There is growing and persuasive evidence, both experimental ( 1 - 4 ) and epidemiologic ( 5 - 7 ), that the peptide hormone insulin-like growth factor-I (IGF-I) is a critical factor in the development of prostate cancer. Because of their central role in the regulation of bioavailable IGF-I, the insulin-like growth factor-binding proteins (IGFBPs) have also come under scrutiny as potential mediators of prostate cancer risk ( 8 - 12 ). There is considerable disagreement concerning which, if any, of the IGFBPs are relevant to the development of prostate cancer. Epidemiologically, IGFBP-3 has been examined ( 5 , 7 ), primarily because more than 95% of circulating IGF-I is bound to this protein ( 13 ) together with an acid labile subunit (ALS, a protein synthesized in the liver).

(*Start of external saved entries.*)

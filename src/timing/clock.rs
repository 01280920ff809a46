//! Clock source abstraction
//!
//! The pacer only needs a monotonic timestamp and a coarse sleep. Tests swap in
//! a clock that advances virtually so pacing can be checked without waiting.

use std::sync::atomic::{AtomicU64, Ordering};
use std::sync::Arc;
use std::time::{Duration, Instant};

/// Monotonic time source with a coarse sleep
pub trait Clock {
    /// Current timestamp
    fn now(&self) -> Instant;

    /// Sleep for at least roughly `duration`; may overshoot by the OS scheduler granularity
    fn sleep(&self, duration: Duration);
}

/// Wall clock backed by [`Instant`] and [`std::thread::sleep`]
#[derive(Debug, Clone, Copy, Default)]
pub struct SystemClock;

impl Clock for SystemClock {
    #[inline]
    fn now(&self) -> Instant {
        Instant::now()
    }

    fn sleep(&self, duration: Duration) {
        std::thread::sleep(duration);
    }
}

impl<C: Clock + ?Sized> Clock for &C {
    fn now(&self) -> Instant {
        (**self).now()
    }

    fn sleep(&self, duration: Duration) {
        (**self).sleep(duration)
    }
}

/// Virtual clock for headless pacing.
///
/// Time only moves when something sleeps, when [`ManualClock::advance`] is
/// called, or by `tick` on every [`Clock::now`] reading (so a busy-wait still
/// terminates). Clones share the same timeline.
#[derive(Debug, Clone)]
pub struct ManualClock {
    origin: Instant,
    elapsed_ns: Arc<AtomicU64>,
    tick_ns: u64,
}

impl ManualClock {
    /// Create a clock that advances by `tick` per reading
    pub fn new(tick: Duration) -> Self {
        ManualClock {
            origin: Instant::now(),
            elapsed_ns: Arc::new(AtomicU64::new(0)),
            tick_ns: tick.as_nanos() as u64,
        }
    }

    /// Move time forward, e.g. to stand in for work done during a frame
    pub fn advance(&self, duration: Duration) {
        self.elapsed_ns
            .fetch_add(duration.as_nanos() as u64, Ordering::SeqCst);
    }

    /// Virtual time elapsed since creation
    pub fn elapsed(&self) -> Duration {
        Duration::from_nanos(self.elapsed_ns.load(Ordering::SeqCst))
    }
}

impl Clock for ManualClock {
    fn now(&self) -> Instant {
        let ns = self.elapsed_ns.fetch_add(self.tick_ns, Ordering::SeqCst) + self.tick_ns;
        self.origin + Duration::from_nanos(ns)
    }

    fn sleep(&self, duration: Duration) {
        self.advance(duration);
    }
}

The IGF-I/IGFBP-3/ALS complex is too large (150 kd), however, to pass through blood vessel endothelial cells and affect target tissue ( 14 ). It is IGFBP-1 that effectively shuttles IGF-I across blood vessel membranes ( 15 , 16 ). Therefore, it would be expected that blood levels of IGFBP-1 be predictive of the amount of circulating IGF-I available to prostate tissue and thus of prostate cancer risk.